• [Work request]:
Whenever a line of the entries below holds the string "matches", copy that line and return it.
======== Information ========
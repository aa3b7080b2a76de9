pub mod app_config;
pub mod memory;
pub mod seed;

pub use memory::MemoryCatalog;
pub use seed::load_seed;
use vitrine_catalog::{CatalogError, NewProduct, Product};

/// Demo catalog used when no seed file is configured.
const DEMO_SEED: &str = r##"
[
  {
    "name": "Heavyweight Tee",
    "slug": "heavyweight-tee",
    "summary": "Boxy-fit heavyweight cotton tee",
    "description": "240gsm combed cotton, pre-shrunk, ribbed collar.",
    "brand": "Vitrine",
    "category": "shirts",
    "variants": [
      {
        "code": "hw-red-s",
        "name": "heavyweight tee red s",
        "color": "red",
        "hex": "#c0392b",
        "size": "s",
        "price_cents": 2900,
        "stock": 0,
        "images": [
          { "public_id": "vitrine/hw-red-front", "url": "https://img.vitrine.dev/hw-red-front.jpg" },
          { "public_id": "vitrine/hw-red-back", "url": "https://img.vitrine.dev/hw-red-back.jpg" }
        ]
      },
      {
        "code": "hw-red-m",
        "name": "heavyweight tee red m",
        "color": "red",
        "hex": "#c0392b",
        "size": "m",
        "price_cents": 2900,
        "stock": 12,
        "images": []
      },
      {
        "code": "hw-blue-m",
        "name": "heavyweight tee blue m",
        "color": "blue",
        "hex": "#2980b9",
        "size": "m",
        "price_cents": 2900,
        "stock": 5,
        "images": [
          { "public_id": "vitrine/hw-blue-front", "url": "https://img.vitrine.dev/hw-blue-front.jpg" }
        ]
      }
    ]
  },
  {
    "name": "Canvas Tote",
    "slug": "canvas-tote",
    "summary": "One-size natural canvas tote",
    "description": "14oz canvas, flat bottom, interior pocket.",
    "brand": "Vitrine",
    "category": "bags",
    "variants": [
      {
        "code": "tote-nat",
        "name": "canvas tote natural",
        "color": "natural",
        "hex": "#ede0c8",
        "price_cents": 1800,
        "stock": 40,
        "images": [
          { "public_id": "vitrine/tote-nat", "url": "https://img.vitrine.dev/tote-nat.jpg" }
        ]
      }
    ]
  }
]
"##;

/// Load and validate a catalog seed. `path` points at a JSON array of
/// products; unset falls back to the built-in demo catalog.
pub fn load_seed(path: Option<&str>) -> Result<Vec<Product>, CatalogError> {
    let raw = match path {
        Some(path) => std::fs::read_to_string(path)
            .map_err(|e| CatalogError::Store(format!("cannot read seed file {path}: {e}")))?,
        None => DEMO_SEED.to_owned(),
    };

    let drafts: Vec<NewProduct> = serde_json::from_str(&raw)
        .map_err(|e| CatalogError::Validation(format!("malformed seed document: {e}")))?;

    let products = drafts
        .into_iter()
        .map(Product::new)
        .collect::<Result<Vec<_>, _>>()?;

    tracing::info!(count = products.len(), "catalog seed loaded");
    Ok(products)
}

#[cfg(test)]
mod tests {
    use super::*;

    #[test]
    fn demo_seed_parses_and_validates() {
        let products = load_seed(None).unwrap();
        assert_eq!(products.len(), 2);
        assert_eq!(products[0].slug, "heavyweight-tee");
        // The tote has no sizing.
        assert_eq!(products[1].variants[0].size, None);
    }

    #[test]
    fn missing_seed_file_is_a_store_error() {
        let err = load_seed(Some("/does/not/exist.json")).unwrap_err();
        assert!(matches!(err, CatalogError::Store(_)));
    }

    #[test]
    fn malformed_seed_is_a_validation_error() {
        let dir = std::env::temp_dir().join("vitrine-seed-test");
        std::fs::create_dir_all(&dir).unwrap();
        let path = dir.join("bad.json");
        std::fs::write(&path, "{ not json").unwrap();
        let err = load_seed(path.to_str()).unwrap_err();
        assert!(matches!(err, CatalogError::Validation(_)));
    }
}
========
• [Reply to the task]:
        assert!(matches!(err, CatalogError::Store(_)));
        assert!(matches!(err, CatalogError::Validation(_)));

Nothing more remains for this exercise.